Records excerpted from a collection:

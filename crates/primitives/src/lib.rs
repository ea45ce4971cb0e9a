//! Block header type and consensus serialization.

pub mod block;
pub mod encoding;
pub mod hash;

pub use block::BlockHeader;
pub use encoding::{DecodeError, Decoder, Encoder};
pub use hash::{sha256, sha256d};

=== WHAT IS BEING ASKED ===
Reproduce the records above in full, without altering a single character.

=== OUTPUT OF THE EXERCISE ===
filename crates/primitives/src/lib.rs
repository ea45ce4971cb0e9a
//! Block header type and consensus serialization.

pub mod block;
pub mod encoding;
pub mod hash;

pub use block::BlockHeader;
pub use encoding::{DecodeError, Decoder, Encoder};
pub use hash::{sha256, sha256d};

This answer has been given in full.